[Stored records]
= = = = =

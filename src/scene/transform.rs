//! Affine transform `Y = M*X + T` with a cached homogeneous form.

use crate::math::{Matrix3, Matrix4, Point3, Vector3};
use serde::{Deserialize, Serialize};
use std::cell::Cell;
use std::ops::Mul;

/// Shape of the linear block of a [`Transform`].
///
/// The rotation-scale forms keep `M = R * diag(S)` factored so products and
/// inverses can skip the general 3x3 paths.
#[derive(Debug, Clone, Copy, PartialEq, Default, Serialize, Deserialize)]
pub enum TransformForm {
    /// The whole transform is the identity, translation included.
    #[default]
    Identity,
    /// Rotation with one scale shared by all axes.
    UniformScale {
        /// Rotation matrix.
        rotate: Matrix3,
        /// Scale factor.
        scale: f32,
    },
    /// Rotation with a scale per axis.
    NonUniformScale {
        /// Rotation matrix.
        rotate: Matrix3,
        /// Per-axis scale.
        scale: Vector3,
    },
    /// Arbitrary linear block.
    General {
        /// Linear block.
        matrix: Matrix3,
    },
}

/// Local or world transformation of a scene object.
///
/// The homogeneous matrix is rebuilt by every mutator. Its inverse is
/// computed on first read after a mutation and cached.
#[derive(Debug, Clone, Serialize, Deserialize)]
#[serde(from = "TransformParts", into = "TransformParts")]
pub struct Transform {
    form: TransformForm,
    translate: Vector3,
    homogeneous: Matrix4,
    inverse: Cell<Matrix4>,
    inverse_dirty: Cell<bool>,
}

impl Default for Transform {
    fn default() -> Self {
        Self::new()
    }
}

impl PartialEq for Transform {
    fn eq(&self, other: &Self) -> bool {
        self.form == other.form && self.translate == other.translate
    }
}

impl Transform {
    /// Create a new identity transform.
    pub fn new() -> Self {
        Self {
            form: TransformForm::Identity,
            translate: Vector3::ZERO,
            homogeneous: Matrix4::IDENTITY,
            inverse: Cell::new(Matrix4::IDENTITY),
            inverse_dirty: Cell::new(false),
        }
    }

    /// Create a transform from its linear form and translation.
    pub fn from_parts(form: TransformForm, translate: Vector3) -> Self {
        let mut t = Self::new();
        t.form = form;
        if translate != Vector3::ZERO {
            t.set_translate(translate);
        } else {
            t.invalidate();
        }
        t
    }

    /// Create a pure translation.
    pub fn from_translation(translate: Vector3) -> Self {
        let mut t = Self::new();
        t.set_translate(translate);
        t
    }

    /// Linear form.
    #[inline]
    pub fn form(&self) -> &TransformForm {
        &self.form
    }

    /// True only for the identity form.
    #[inline]
    pub fn is_identity(&self) -> bool {
        matches!(self.form, TransformForm::Identity)
    }

    /// True when the linear block is a rotation times a diagonal scale.
    #[inline]
    pub fn is_rs_matrix(&self) -> bool {
        !matches!(self.form, TransformForm::General { .. })
    }

    /// True when the scale is shared by all axes.
    #[inline]
    pub fn is_uniform_scale(&self) -> bool {
        matches!(
            self.form,
            TransformForm::Identity | TransformForm::UniformScale { .. }
        )
    }

    /// Reset to the identity transform.
    pub fn make_identity(&mut self) {
        self.form = TransformForm::Identity;
        self.translate = Vector3::ZERO;
        self.invalidate();
    }

    /// Reset the scale to one, keeping the rotation.
    ///
    /// # Panics
    ///
    /// Panics if the transform is not in rotation-scale form.
    pub fn make_unit_scale(&mut self) {
        assert!(self.is_rs_matrix(), "make_unit_scale requires a rotation-scale transform");
        if self.is_identity() {
            return;
        }
        if let Some(rotate) = self.rs_rotate() {
            self.form = TransformForm::UniformScale { rotate, scale: 1.0 };
        }
        self.invalidate();
    }

    /// Set the rotation. A general transform becomes rotation-scale with
    /// unit scale.
    pub fn set_rotate(&mut self, rotate: Matrix3) {
        self.form = match self.form {
            TransformForm::Identity => TransformForm::UniformScale { rotate, scale: 1.0 },
            TransformForm::UniformScale { scale, .. } => TransformForm::UniformScale { rotate, scale },
            TransformForm::NonUniformScale { scale, .. } => {
                TransformForm::NonUniformScale { rotate, scale }
            }
            TransformForm::General { .. } => TransformForm::NonUniformScale {
                rotate,
                scale: Vector3::ONE,
            },
        };
        self.invalidate();
    }

    /// Set an arbitrary linear block.
    pub fn set_matrix(&mut self, matrix: Matrix3) {
        self.form = TransformForm::General { matrix };
        self.invalidate();
    }

    /// Set the translation.
    pub fn set_translate(&mut self, translate: Vector3) {
        if self.is_identity() {
            self.form = TransformForm::UniformScale {
                rotate: Matrix3::IDENTITY,
                scale: 1.0,
            };
        }
        self.translate = translate;
        self.invalidate();
    }

    /// Set a per-axis scale.
    ///
    /// # Panics
    ///
    /// Panics if the transform is not in rotation-scale form.
    pub fn set_scale(&mut self, scale: Vector3) {
        assert!(self.is_rs_matrix(), "set_scale requires a rotation-scale transform");
        if let Some(rotate) = self.rs_rotate() {
            self.form = TransformForm::NonUniformScale { rotate, scale };
        }
        self.invalidate();
    }

    /// Set a scale shared by all axes.
    ///
    /// # Panics
    ///
    /// Panics if the transform is not in rotation-scale form.
    pub fn set_uniform_scale(&mut self, scale: f32) {
        assert!(self.is_rs_matrix(), "set_uniform_scale requires a rotation-scale transform");
        if let Some(rotate) = self.rs_rotate() {
            self.form = TransformForm::UniformScale { rotate, scale };
        }
        self.invalidate();
    }

    /// Rotation of a rotation-scale transform.
    ///
    /// # Panics
    ///
    /// Panics on a general transform.
    pub fn rotate(&self) -> Matrix3 {
        match self.rs_rotate() {
            Some(rotate) => rotate,
            None => panic!("rotate requires a rotation-scale transform"),
        }
    }

    /// Per-axis scale of a rotation-scale transform.
    ///
    /// # Panics
    ///
    /// Panics on a general transform.
    pub fn scale(&self) -> Vector3 {
        match self.form {
            TransformForm::Identity => Vector3::ONE,
            TransformForm::UniformScale { scale, .. } => Vector3::splat(scale),
            TransformForm::NonUniformScale { scale, .. } => scale,
            TransformForm::General { .. } => panic!("scale requires a rotation-scale transform"),
        }
    }

    /// Shared scale of a uniformly scaled transform.
    ///
    /// # Panics
    ///
    /// Panics unless the transform is rotation-scale with uniform scale.
    pub fn uniform_scale(&self) -> f32 {
        match self.form {
            TransformForm::Identity => 1.0,
            TransformForm::UniformScale { scale, .. } => scale,
            _ => panic!("uniform_scale requires a uniformly scaled transform"),
        }
    }

    /// Linear block `M`, which is `R * diag(S)` for rotation-scale forms.
    pub fn matrix(&self) -> Matrix3 {
        match self.form {
            TransformForm::Identity => Matrix3::IDENTITY,
            TransformForm::UniformScale { rotate, scale } => rotate.multiply_scalar(scale),
            TransformForm::NonUniformScale { rotate, scale } => rotate.times_diagonal(&scale),
            TransformForm::General { matrix } => matrix,
        }
    }

    /// Translation.
    #[inline]
    pub fn translate(&self) -> Vector3 {
        self.translate
    }

    /// Upper bound on how much the transform stretches lengths: the largest
    /// absolute scale, or `sqrt(max_col_sum * max_row_sum)` of a general
    /// block, which bounds its spectral norm.
    pub fn norm(&self) -> f32 {
        match self.form {
            TransformForm::Identity => 1.0,
            TransformForm::UniformScale { scale, .. } => scale.abs(),
            TransformForm::NonUniformScale { scale, .. } => scale.max_abs_component(),
            TransformForm::General { matrix } => (matrix.max_row_sum() * matrix.max_col_sum()).sqrt(),
        }
    }

    /// Homogeneous 4x4 form.
    #[inline]
    pub fn to_matrix(&self) -> Matrix4 {
        self.homogeneous
    }

    /// Borrow the homogeneous 4x4 form.
    #[inline]
    pub fn homogeneous(&self) -> &Matrix4 {
        &self.homogeneous
    }

    /// Apply to a point.
    #[inline]
    pub fn transform_point(&self, p: &Point3) -> Point3 {
        self.homogeneous.transform_point(p)
    }

    /// Apply to a direction; translation does not apply.
    #[inline]
    pub fn transform_vector(&self, v: &Vector3) -> Vector3 {
        self.homogeneous.transform_vector(v)
    }

    /// Inverse of the homogeneous matrix, cached until the next mutation.
    pub fn inverse(&self) -> Matrix4 {
        if self.inverse_dirty.get() {
            self.inverse.set(self.compute_inverse());
            self.inverse_dirty.set(false);
        }
        self.inverse.get()
    }

    /// Inverse as a transform. Uniform scale keeps rotation-scale form;
    /// non-uniform and general transforms invert to a general block.
    pub fn inverse_transform(&self) -> Transform {
        let (form, inv_linear) = match self.form {
            TransformForm::Identity => return Transform::new(),
            TransformForm::UniformScale { rotate, scale } if scale != 0.0 => {
                let inv_rotate = rotate.transposed();
                let inv_scale = 1.0 / scale;
                (
                    TransformForm::UniformScale { rotate: inv_rotate, scale: inv_scale },
                    inv_rotate.multiply_scalar(inv_scale),
                )
            }
            _ => {
                let inv_matrix = self.matrix().inverse();
                (TransformForm::General { matrix: inv_matrix }, inv_matrix)
            }
        };

        Transform::from_parts(form, -inv_linear.transform(&self.translate))
    }

    /// Compose: `self * other` applies `other` first.
    pub fn multiply(&self, other: &Transform) -> Transform {
        if self.is_identity() {
            return other.clone();
        }
        if other.is_identity() {
            return self.clone();
        }

        if let (TransformForm::UniformScale { rotate: r1, scale: s1 }, Some(r2)) =
            (self.form, other.rs_rotate())
        {
            let rotate = r1.multiply(&r2);
            let translate = r1.transform(&other.translate) * s1 + self.translate;
            let form = match other.form {
                TransformForm::NonUniformScale { scale, .. } => {
                    TransformForm::NonUniformScale { rotate, scale: scale * s1 }
                }
                _ => TransformForm::UniformScale { rotate, scale: s1 * other.uniform_scale() },
            };
            return Transform::from_parts(form, translate);
        }

        let a = self.matrix();
        let b = other.matrix();
        Transform::from_parts(
            TransformForm::General { matrix: a.multiply(&b) },
            a.transform(&other.translate) + self.translate,
        )
    }

    fn rs_rotate(&self) -> Option<Matrix3> {
        match self.form {
            TransformForm::Identity => Some(Matrix3::IDENTITY),
            TransformForm::UniformScale { rotate, .. }
            | TransformForm::NonUniformScale { rotate, .. } => Some(rotate),
            TransformForm::General { .. } => None,
        }
    }

    fn invalidate(&mut self) {
        self.homogeneous = Matrix4::from_linear_translation(&self.matrix(), &self.translate);
        self.inverse_dirty.set(true);
    }

    fn compute_inverse(&self) -> Matrix4 {
        let inv_linear = match self.form {
            TransformForm::Identity => return Matrix4::IDENTITY,
            TransformForm::UniformScale { rotate, scale } => {
                if scale == 0.0 {
                    log::warn!("Transform::inverse: zero scale, returning zero block");
                    Matrix3::ZERO
                } else {
                    rotate.transposed().multiply_scalar(1.0 / scale)
                }
            }
            TransformForm::NonUniformScale { rotate, scale } => {
                let s01 = scale.x * scale.y;
                let s02 = scale.x * scale.z;
                let s12 = scale.y * scale.z;
                let s012 = s01 * scale.z;
                if s012 == 0.0 {
                    log::warn!("Transform::inverse: zero scale, returning zero block");
                    Matrix3::ZERO
                } else {
                    let inv_s012 = 1.0 / s012;
                    let inv_scale = Vector3::new(s12 * inv_s012, s02 * inv_s012, s01 * inv_s012);
                    // Row r of diag(1/S) * Rᵀ.
                    Matrix3::diagonal_times(&inv_scale, &rotate.transposed())
                }
            }
            TransformForm::General { matrix } => matrix.inverse(),
        };

        Matrix4::from_linear_translation(&inv_linear, &-inv_linear.transform(&self.translate))
    }
}

impl Mul for &Transform {
    type Output = Transform;
    fn mul(self, rhs: &Transform) -> Transform {
        self.multiply(rhs)
    }
}

impl Mul for Transform {
    type Output = Transform;
    fn mul(self, rhs: Transform) -> Transform {
        self.multiply(&rhs)
    }
}

/// Serialized shape of a [`Transform`].
#[derive(Debug, Clone, Default, Serialize, Deserialize)]
struct TransformParts {
    #[serde(default)]
    form: TransformForm,
    #[serde(default)]
    translate: Vector3,
}

impl From<TransformParts> for Transform {
    fn from(parts: TransformParts) -> Self {
        Transform::from_parts(parts.form, parts.translate)
    }
}

impl From<Transform> for TransformParts {
    fn from(t: Transform) -> Self {
        Self {
            form: t.form,
            translate: t.translate,
        }
    }
}
use serde::{Deserialize, Serialize};
use std::sync::Once;

/// Color behavior of log output.
#[derive(Debug, Clone, Copy, PartialEq, Eq, Default, Serialize, Deserialize)]
pub enum LogStyle {
    /// Color when writing to a terminal.
    #[default]
    Auto,
    /// Always emit ANSI colors.
    Always,
    /// Never emit ANSI colors.
    Never,
}

/// Logger configuration.
///
/// `env_filter` follows the `env_logger` filter syntax (e.g. "info",
/// "spatia=debug"). Without it `RUST_LOG` is used, then `info`.
#[derive(Debug, Clone, PartialEq, Eq, Default, Serialize, Deserialize)]
#[serde(default)]
pub struct LoggingConfig {
    /// Filter directives.
    pub env_filter: Option<String>,
    /// Output coloring.
    pub style: LogStyle,
}

static INIT: Once = Once::new();

/// Install the global logger once. Later calls are ignored, as is a logger
/// installed by someone else first.
pub fn init_logging(config: &LoggingConfig) {
    INIT.call_once(|| install(config));
}

#[cfg(not(target_arch = "wasm32"))]
fn install(config: &LoggingConfig) {
    let mut builder = env_logger::Builder::new();

    if let Some(filter) = &config.env_filter {
        builder.parse_filters(filter);
    } else if let Ok(filter) = std::env::var("RUST_LOG") {
        builder.parse_filters(&filter);
    } else {
        builder.filter_level(log::LevelFilter::Info);
    }

    builder.write_style(match config.style {
        LogStyle::Auto => env_logger::WriteStyle::Auto,
        LogStyle::Always => env_logger::WriteStyle::Always,
        LogStyle::Never => env_logger::WriteStyle::Never,
    });

    if builder.try_init().is_ok() {
        log::debug!("logging initialized");
    }
}

#[cfg(target_arch = "wasm32")]
fn install(_config: &LoggingConfig) {}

= = = = =

» Exercise requirements
Copy each line of the records that contains the word "requires".

» Result
        assert!(self.is_rs_matrix(), "make_unit_scale requires a rotation-scale transform");
        assert!(self.is_rs_matrix(), "set_scale requires a rotation-scale transform");
        assert!(self.is_rs_matrix(), "set_uniform_scale requires a rotation-scale transform");
            None => panic!("rotate requires a rotation-scale transform"),
            TransformForm::General { .. } => panic!("scale requires a rotation-scale transform"),
            _ => panic!("uniform_scale requires a uniformly scaled transform"),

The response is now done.